When Spike has babyfood after his teeth trims I just put quite a lot in the bowl and he never eats until every little bit is gone. I just always make sure he has some in his bowl.


----------



## madonnaswimmer (Jul 31, 2007)

Stace87 said:


> When Spike has babyfood after his teeth trims I just put quite a lot in the bowl and he never eats until every little bit is gone. I just always make sure he has some in his bowl.

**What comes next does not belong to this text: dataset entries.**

use reqwest::{Client, Response};
use tracing::{debug, info, instrument};

use crate::config::ClientConfig;
use crate::error::{EntrezError, Result};
use crate::models::{
    PicoCombinations, PicoOutcome, PubMedArticle, SearchOutcome, SortOrder, TermCount,
};
use crate::parser;
use crate::query::{self, PicoQueries};
use crate::responses::ESearchResult;
use crate::retry::with_retry;

/// Client for the NCBI Entrez E-utilities API
#[derive(Clone)]
pub struct EntrezClient {
    client: Client,
    base_url: String,
    config: ClientConfig,
}

impl EntrezClient {
    /// Create a new client with default configuration
    ///
    /// # Example
    ///
    /// ```
    /// use entrez_client::EntrezClient;
    ///
    /// let client = EntrezClient::new();
    /// ```
    pub fn new() -> Self {
        Self::with_config(ClientConfig::new())
    }

    /// Create a new client with custom configuration
    ///
    /// # Example
    ///
    /// ```
    /// use entrez_client::{ClientConfig, EntrezClient};
    ///
    /// let config = ClientConfig::new()
    ///     .with_api_key("your_api_key_here")
    ///     .with_email("researcher@university.edu");
    ///
    /// let client = EntrezClient::with_config(config);
    /// ```
    pub fn with_config(config: ClientConfig) -> Self {
        let base_url = config.effective_base_url().to_string();

        let client = Client::builder()
            .user_agent(config.effective_user_agent())
            .timeout(config.timeout)
            .build()
            .expect("Failed to create HTTP client");

        Self {
            client,
            base_url,
            config,
        }
    }

    /// Internal helper for making HTTP requests with the retry policy.
    /// Appends the API etiquette parameters (api_key, email, tool) to the URL.
    pub(crate) async fn make_request(&self, url: &str) -> Result<Response> {
        let mut final_url = url.to_string();
        let api_params = self.config.build_api_params();

        if !api_params.is_empty() {
            let separator = if url.contains('?') { '&' } else { '?' };
            final_url.push(separator);

            let param_strings: Vec<String> = api_params
                .into_iter()
                .map(|(key, value)| format!("{}={}", key, urlencoding::encode(&value)))
                .collect();
            final_url.push_str(&param_strings.join("&"));
        }

        with_retry(
            || async {
                debug!("Making API request to: {}", final_url);
                let response = self
                    .client
                    .get(&final_url)
                    .send()
                    .await
                    .map_err(EntrezError::from)?;

                // Any non-2xx status is a failed attempt, subject to retry.
                if !response.status().is_success() {
                    return Err(EntrezError::ApiError {
                        status: response.status().as_u16(),
                        message: response
                            .status()
                            .canonical_reason()
                            .unwrap_or("Unknown error")
                            .to_string(),
                    });
                }

                Ok(response)
            },
            &self.config.retry_config,
            "E-utilities request",
        )
        .await
    }

    /// Run an ESearch query, returning the id list and the total hit count.
    ///
    /// The count reflects all matches in the database and may exceed the
    /// number of ids returned under `limit`.
    #[instrument(skip(self, sort), fields(query = %query, limit = limit))]
    pub async fn search_ids(
        &self,
        query: &str,
        limit: usize,
        sort: Option<&SortOrder>,
    ) -> Result<(Vec<String>, u64)> {
        let mut url = format!(
            "{}/esearch.fcgi?db=pubmed&term={}&retmax={}&retmode=json",
            self.base_url,
            urlencoding::encode(query),
            limit
        );

        if let Some(sort_param) = sort.and_then(|s| s.as_api_param()) {
            url.push_str(&format!("&sort={}", urlencoding::encode(sort_param)));
        }

        let response = self.make_request(&url).await?;
        let search_result: ESearchResult = response.json().await?;

        // NCBI sometimes returns 200 OK with an ERROR field in the body.
        if let Some(error_msg) = &search_result.esearchresult.error {
            return Err(EntrezError::ApiError {
                status: 200,
                message: format!("NCBI ESearch API error: {}", error_msg),
            });
        }

        let total_count: u64 = search_result
            .esearchresult
            .count
            .as_ref()
            .and_then(|c| c.parse().ok())
            .unwrap_or(0);

        info!(
            results_found = search_result.esearchresult.idlist.len(),
            total_count, "Search completed"
        );

        Ok((search_result.esearchresult.idlist, total_count))
    }

    /// Fetch full article records for the given PMIDs in one EFetch request.
    ///
    /// An empty id list returns an empty vector without a network call.
    ///
    /// # Example
    ///
    /// ```no_run
    /// use entrez_client::EntrezClient;
    ///
    /// #[tokio::main]
    /// async fn main() -> Result<(), Box<dyn std::error::Error>> {
    ///     let client = EntrezClient::new();
    ///     let ids = ["31978945".to_string(), "33515491".to_string()];
    ///     let articles = client.fetch_articles(&ids).await?;
    ///     for article in &articles {
    ///         println!("{}: {}", article.pmid, article.title);
    ///     }
    ///     Ok(())
    /// }
    /// ```
    #[instrument(skip(self), fields(pmids_count = pmids.len()))]
    pub async fn fetch_articles(&self, pmids: &[String]) -> Result<Vec<PubMedArticle>> {
        if pmids.is_empty() {
            return Ok(Vec::new());
        }

        let url = format!(
            "{}/efetch.fcgi?db=pubmed&id={}&retmode=xml",
            self.base_url,
            pmids.join(",")
        );

        let response = self.make_request(&url).await?;
        let xml = response.text().await?;

        let articles = parser::parse_articles(&xml)?;
        info!(
            requested = pmids.len(),
            parsed = articles.len(),
            "Batch fetch completed"
        );

        Ok(articles)
    }

    /// Get the total PubMed hit count for a single search term.
    ///
    /// Uses ESearch in XML mode and reads only the count document.
    #[instrument(skip(self), fields(term = %term))]
    pub async fn get_count(&self, term: &str) -> Result<u64> {
        let url = format!(
            "{}/esearch.fcgi?db=pubmed&term={}&retmode=xml",
            self.base_url,
            urlencoding::encode(term)
        );

        let response = self.make_request(&url).await?;
        let xml = response.text().await?;
        parser::extract_count(&xml)
    }

    /// Look up MeSH vocabulary entries matching a search word.
    ///
    /// Two-step flow: ESearch against the MeSH database for entry ids, then
    /// EFetch in text mode and extraction of the canonical term per entry.
    /// No fetch call is made when the id list comes back empty.
    #[instrument(skip(self), fields(search_word = %search_word))]
    pub async fn get_mesh_terms(&self, search_word: &str) -> Result<Vec<String>> {
        let search_url = format!(
            "{}/esearch.fcgi?db=mesh&term={}&retmode=xml",
            self.base_url,
            urlencoding::encode(search_word)
        );

        let response = self.make_request(&search_url).await?;
        let xml = response.text().await?;
        let mesh_ids = parser::parse_id_list(&xml)?;

        if mesh_ids.is_empty() {
            info!("No MeSH ids found");
            return Ok(Vec::new());
        }

        let fetch_url = format!(
            "{}/efetch.fcgi?db=mesh&id={}&retmode=text",
            self.base_url,
            mesh_ids.join(",")
        );

        let response = self.make_request(&fetch_url).await?;
        let text = response.text().await?;

        let terms = parser::parse_mesh_terms(&text);
        info!(terms_found = terms.len(), "MeSH lookup completed");

        Ok(terms)
    }

    /// Compose a keyword/journal query, search, and fetch the matching records.
    ///
    /// Composition failures (no parameters at all) surface before any request
    /// is made. For ascending date order the id list is reversed locally,
    /// since the API only sorts by publication date descending.
    pub async fn search_and_fetch(
        &self,
        keywords: &[String],
        journal: Option<&str>,
        num_results: usize,
        sort: &SortOrder,
    ) -> Result<SearchOutcome> {
        let query_string = query::build_search_query(keywords, journal)?;
        info!(query = %query_string, "Composed search query");

        let (mut pmids, total_count) = self
            .search_ids(&query_string, num_results, Some(sort))
            .await?;

        if *sort == SortOrder::DateAsc {
            pmids.reverse();
        }

        let articles = self.fetch_articles(&pmids).await?;

        Ok(SearchOutcome {
            articles,
            total_count,
        })
    }

    /// Run the PICO combinatorial count flow.
    ///
    /// Population and Intervention are validated before any network call.
    /// One count request is issued per present element and per applicable
    /// combination, sequentially; absent elements cost nothing.
    pub async fn pico_counts(
        &self,
        p_terms: &[String],
        i_terms: &[String],
        c_terms: &[String],
        o_terms: &[String],
    ) -> Result<PicoOutcome> {
        let queries = PicoQueries::compose(p_terms, i_terms, c_terms, o_terms)?;

        let population = self.count_for(queries.population.clone()).await?;
        let intervention = self.count_for(queries.intervention.clone()).await?;
        let comparison = match &queries.comparison {
            Some(query) => Some(self.count_for(query.clone()).await?),
            None => None,
        };
        let outcome = match &queries.outcome {
            Some(query) => Some(self.count_for(query.clone()).await?),
            None => None,
        };

        let p_and_i = self.count_for(queries.p_and_i()).await?;
        let p_and_i_and_c = match queries.p_and_i_and_c() {
            Some(query) => Some(self.count_for(query).await?),
            None => None,
        };
        let p_and_i_and_o = match queries.p_and_i_and_o() {
            Some(query) => Some(self.count_for(query).await?),
            None => None,
        };
        let p_and_i_and_c_and_o = match queries.p_and_i_and_c_and_o() {
            Some(query) => Some(self.count_for(query).await?),
            None => None,
        };

        Ok(PicoOutcome {
            population,
            intervention,
            comparison,
            outcome,
            combinations: PicoCombinations {
                p_and_i,
                p_and_i_and_c,
                p_and_i_and_o,
                p_and_i_and_c_and_o,
            },
        })
    }

    /// Pair a composed query with its hit count.
    async fn count_for(&self, query: String) -> Result<TermCount> {
        let count = self.get_count(&query).await?;
        Ok(TermCount { query, count })
    }
}

impl Default for EntrezClient {
    fn default() -> Self {
        Self::new()
    }
}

My problem with leaving some in the bowl and walking away is because his brother has been gaining a TON of weight eating the food he has left behind. It just seems like 2 tablespoons is a lot for one feeding when I compare the size of the food to the size of his body...


----------



## madonnaswimmer (Jul 31, 2007)

anyone else?


----------



## twilight123 (Feb 18, 2009)

I'm having the same problem but i would personally say he could have more than that? but is he having hard feed aswell if its just baby food i'd say more as rats have a very fast metablism (sp) and my rat who cant walk her self and has to be syringe fed is doing about 2 or 3 table spoons every 2 or 3 hours!


----------



## madonnaswimmer (Jul 31, 2007)

twilight123 said:


> I'm having the same problem but i would personally say he could have more than that? but is he having hard feed aswell if its just baby food i'd say more as rats have a very fast metablism (sp) and my rat who cant walk her self and has to be syringe fed is doing about 2 or 3 table spoons every 2 or 3 hours!


oh, wow! Thanks, that's a big help.


----------